Project description:Somatic hypermutation (SHM) and class switch recombination (CSR) of immunoglobulin (Ig) genes require the cytosine deaminase AID, which deaminates cytosine to uracil in Ig gene DNA. Paradoxically, proteins involved normally in error-free base excision repair and mismatch repair, seem to be co-opted to facilitate SHM and CSR, by recruiting error-prone translesion polymerases to DNA sequences containing deoxy-uracils created by AID. Major evidence supports at least one mechanism whereby the uracil glycosylase Ung removes AID-generated uracils creating abasic sites which may be used either as uninformative templates for DNA synthesis, or processed to nicks and gaps that prime error-prone DNA synthesis. We investigated the possibility that deamination at adenines also initiates SHM. Adenosine deamination would generate hypoxanthine (Hx), a substrate for the alkyladenine DNA glycosylase (Aag).
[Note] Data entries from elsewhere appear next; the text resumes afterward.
pub mod create;
pub mod delete;
pub mod get;
pub mod list;
pub mod update;

use actix_web::{HttpRequest, HttpResponse, Result as ActixResult};
use std::sync::Arc;

use crate::errors::Result;
use crate::models::admissions::requests::{
    AdmissionListParams, CreateAdmissionRequest, UpdateAdmissionRequest,
};
use crate::services::common::{check_reference, check_unique};
use crate::storage::{RecordKind, Storage, UniqueField};
use crate::utils::validate::FieldErrors;

storage_service!(AdmissionService);

impl AdmissionService {
    pub async fn list_admissions(
        &self,
        query: AdmissionListParams,
        request: &HttpRequest,
    ) -> ActixResult<HttpResponse> {
        list::list_admissions(self, query, request).await
    }

    pub async fn create_admission(
        &self,
        admission_data: CreateAdmissionRequest,
        request: &HttpRequest,
    ) -> ActixResult<HttpResponse> {
        create::create_admission(self, admission_data, request).await
    }

    pub async fn get_admission(&self, id: i64, request: &HttpRequest) -> ActixResult<HttpResponse> {
        get::get_admission(self, id, request).await
    }

    pub async fn update_admission(
        &self,
        id: i64,
        update_data: UpdateAdmissionRequest,
        request: &HttpRequest,
    ) -> ActixResult<HttpResponse> {
        update::update_admission(self, id, update_data, request).await
    }

    pub async fn delete_admission(
        &self,
        id: i64,
        request: &HttpRequest,
    ) -> ActixResult<HttpResponse> {
        delete::delete_admission(self, id, request).await
    }
}

pub(crate) async fn validate_new_admission(
    storage: &Arc<dyn Storage>,
    req: &CreateAdmissionRequest,
) -> Result<FieldErrors> {
    let mut errors = FieldErrors::new();
    check_reference(
        storage,
        &mut errors,
        "student_id",
        RecordKind::Student,
        Some(req.student_id),
    )
    .await?;
    check_reference(
        storage,
        &mut errors,
        "program_id",
        RecordKind::Program,
        Some(req.program_id),
    )
    .await?;
    check_unique(
        storage,
        &mut errors,
        UniqueField::AdmissionStudent,
        Some(req.student_id),
        None,
    )
    .await?;
    Ok(errors)
}

pub(crate) async fn validate_admission_update(
    storage: &Arc<dyn Storage>,
    id: i64,
    req: &UpdateAdmissionRequest,
) -> Result<FieldErrors> {
    let mut errors = FieldErrors::new();
    check_reference(storage, &mut errors, "student_id", RecordKind::Student, req.student_id).await?;
    check_reference(storage, &mut errors, "program_id", RecordKind::Program, req.program_id).await?;
    check_unique(
        storage,
        &mut errors,
        UniqueField::AdmissionStudent,
        req.student_id,
        Some(id),
    )
    .await?;
    Ok(errors)
}
use actix_web::{HttpRequest, HttpResponse, Result as ActixResult};

use super::GradeService;
use crate::models::grades::requests::GradeListParams;
use crate::models::ApiResponse;
use crate::services::common::row_scope;

pub async fn list_grades(
    service: &GradeService,
    query: GradeListParams,
    request: &HttpRequest,
) -> ActixResult<HttpResponse> {
    let storage = service.get_storage(request);
    let scope = row_scope(&storage, request).await?;

    let response = storage
        .list_grades_with_pagination(query, scope)
        .await?;

    Ok(HttpResponse::Ok().json(ApiResponse::success(
        response,
        "Grade list retrieved successfully",
    )))
}
use actix_web::{HttpRequest, HttpResponse, Result as ActixResult};

use super::StudentService;
use crate::models::ApiResponse;
use crate::models::students::entities::StudentResponse;
use crate::services::common::{not_found, row_scope};

pub async fn get_student(
    service: &StudentService,
    id: i64,
    request: &HttpRequest,
) -> ActixResult<HttpResponse> {
    let storage = service.get_storage(request);
    let scope = row_scope(&storage, request).await?;

    // 范围外的记录按不存在处理
    match storage
        .get_student_by_id(id)
        .await?
        .filter(|s| scope.permits(Some(s.id)))
    {
        Some(student) => Ok(HttpResponse::Ok().json(ApiResponse::success(
            StudentResponse::from(student),
            "Student retrieved successfully",
        ))),
        None => Ok(not_found("Student")),
    }
}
Aag would generate abasic sites which then are subject to error-prone repair as above for AID-deaminated cytosine processed by Ung. If the action of an adenosine deaminase followed by Aag were responsible for significant numbers of mutations at A, we would find a preponderance of A:T>G:C transition mutations during SHM in an Aag deleted background. However, this was not observed and we found that the frequencies of SHM and CSR were not significantly altered in Aag-/- mice. Paradoxically, we found that Aag is expressed in B lymphocytes undergoing SHM and CSR and that its activity is upregulated in activated B cells. Moreover, we did find a statistically significant, albeit low increase of T:A>C:G transition mutations in Aag-/- animals, suggesting that Aag may be involved in creating the SHM A>T bias seen in wild type mice.